Suddenly, on-shoring is becoming more in vogue. Like many U.S. CIOs and their C-suite colleagues, you may be actively exploring how to duplicate or offset the loss of cost benefits from offshore/labor-arbitrage services. I have good news for you, along with a crucial tip.
Four primary factors are driving U.S. companies to make the move to onshore service delivery:
- Uncertainty associated with the potential of changing tax laws and border taxes, which could introduce a tax of 20 to 30 percent on services done offshore.
- Potential changing regulations and increasing regulatory pressures to relocate work from offshore resources to the U.S.
- Potential of reputation damage of companies called out publicly in the news media for use of offshore workforces.
- Uncertainty around rising costs due to changing immigration laws and use of H-1B visas, which could make offshoring more expensive for service providers and increase barriers.
Although these factors vary by industry and company, the net result is companies are looking even more closely at digital technologies and digital business models to offset the cost benefits of offshoring.
Let’s look at how these digital models apply to IT.

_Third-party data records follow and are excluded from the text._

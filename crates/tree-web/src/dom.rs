use js_sys::Reflect;
use tree_core::SceneParams;
use wasm_bindgen::{JsCast, JsValue};
use web_sys as web;

/// Look up `#id` and cast it to the expected element type.
pub fn element<T: JsCast>(document: &web::Document, id: &str) -> anyhow::Result<T> {
    document
        .get_element_by_id(id)
        .ok_or_else(|| anyhow::anyhow!("missing #{}", id))?
        .dyn_into::<T>()
        .map_err(|e| anyhow::anyhow!("#{} has the wrong type: {:?}", id, e))
}

/// Offscreen video element used as the detector's frame source.
pub fn hidden_video(document: &web::Document) -> anyhow::Result<web::HtmlVideoElement> {
    let video = document
        .create_element("video")
        .map_err(|e| anyhow::anyhow!("{:?}", e))?
        .dyn_into::<web::HtmlVideoElement>()
        .map_err(|e| anyhow::anyhow!("{:?}", e))?;
    _ = video.set_attribute("playsinline", "");
    _ = video.set_attribute("style", "display:none");
    video.set_muted(true);
    video.set_autoplay(true);
    if let Some(body) = document.body() {
        _ = body.append_child(&video);
    }
    Ok(video)
}

pub fn set_text(document: &web::Document, id: &str, text: &str) {
    if let Some(el) = document.get_element_by_id(id) {
        el.set_text_content(Some(text));
    }
}

pub fn sync_canvas_backing_size(canvas: &web::HtmlCanvasElement) {
    if let Some(w) = web::window() {
        let dpr = w.device_pixel_ratio();
        let rect = canvas.get_bounding_client_rect();
        let w_px = (rect.width() * dpr) as u32;
        let h_px = (rect.height() * dpr) as u32;
        canvas.set_width(w_px.max(1));
        canvas.set_height(h_px.max(1));
    }
}

/// Scene parameters from the optional `window.treeOptions` object
/// (`{ particleCount, seed }`); anything missing or invalid keeps its default.
pub fn scene_params(window: &web::Window) -> SceneParams {
    let mut params = SceneParams::default();
    let options = match Reflect::get(window, &JsValue::from_str("treeOptions")) {
        Ok(v) if v.is_object() => v,
        _ => return params,
    };
    let number = |key: &str| {
        Reflect::get(&options, &JsValue::from_str(key))
            .ok()
            .and_then(|v| v.as_f64())
            .filter(|n| n.is_finite() && *n >= 0.0)
    };
    match number("particleCount") {
        Some(n) if n >= 1.0 => params.particle_count = n as usize,
        Some(n) => log::warn!("[scene] ignoring particleCount {}", n),
        None => {}
    }
    if let Some(seed) = number("seed") {
        params.seed = Some(seed as u64);
    }
    params
}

Many firms support their legacy infrastructure offshore and have significant teams in what is called Remote Infrastructure Management Outsourcing (RIMO) done offshore. A digital model applies to this in two ways:
- Cloud. It will accelerate the move to private and public cloud models. When you move to the cloud, you move into a highly automated environment, thus dramatically lowering the number of people to support the infrastructure. You can use that savings, and potentially the necessary support people can be more easily afforded onshore.
- Automation. By applying automation tools to the legacy IT infrastructure, you can dramatically reduce the number of people needed to support the legacy environment, once again making it more affordable to have the remaining people operate out of the U.S. instead of offshore. For example, you can eliminate 40 percent of the FTEs by using tools such as IPSoft’s Autonomics (featuring virtual engineers and toolset for all components of IT service management) or TCS’s Ignio (a cognitive system for enterprise IT operations). These digital models and technologies change the economics, making it much more affordable to do this work onshore rather than offshore.
Applying the DevOps set of tools (self-provisioning, automated testing, agile methodologies) in an IT shared services organization creates up to a 30 percent productivity benefit. A 30 percent increase in productivity goes a long way to offsetting some of the offshore/onshore cost issues.
In truth, these productivity gains can be captured using an offshore model. So the argument is a little more complicated because the opportunity to apply DevOps tools and techniques to shared services is independent of location. But if you adopt them, it will lessen the impact of moving work back onshore.
In a DevOps model, it’s necessary to move to cross-functional teams in pods aligned to the business that operate from app development through IT infrastructure. Designed to be highly productive teams, these IT employees naturally want to be close to the business users – therefore onshore. Using this model, we find companies enjoying substantial productivity gains well over 100 percent, which more than offset labor arbitrage/offshoring losses.
Automated Testing. The advancements in automated testing (a DevOps tool) enable companies to isolate testing as a separate discipline and automate 60 percent or more of the work. The smaller, more productive footprint of automated testing environments reduces the dependency on low-cost locations for testing, giving companies the freedom to stand up automated tests onshore.
Necessity of changing your business model
There is a caveat to achieving the cost and productivity benefits I described: To get the biggest benefits or breakthrough performance through digital tech and models, your company must fundamentally change its business model.
What does this involve? Digital business models accompanying digital technologies require an end-to-end approach.
Three elements comprise the business model:
- Delivery elements. For product companies, delivery factors affect how their products are made and include such elements as the manufacturing factory, supply chain and logistics. For services companies, delivery factors are how a company delivers services to customers. For example, in an insurance company, the delivery elements affect how the company processes claims.
- Customer-facing elements. These aspects of the business model affect how you touch, reach, or access customers and the value proposition for customers. It includes such components as sales channels, pricing model and customer segments.
- Support elements. These service elements undergird the delivery and customer-facing elements. They include IT infrastructure and operational technologies along with business processes. These elements of your business model affect how you do application development and innovation, the components of your IT infrastructure, your partnering ecosystem and what technologies you implement.
Changing your company’s business model doesn’t just change how the company operates. It is the key to changing the value the company delivers.
If you want to achieve an incremental outcome from digital technology initiatives, it is fine to maintain your current business model. But if you change various elements of your business model, you will achieve big cost and productivity benefits that offset the cost differences between IT services delivered onshore vs. offshore.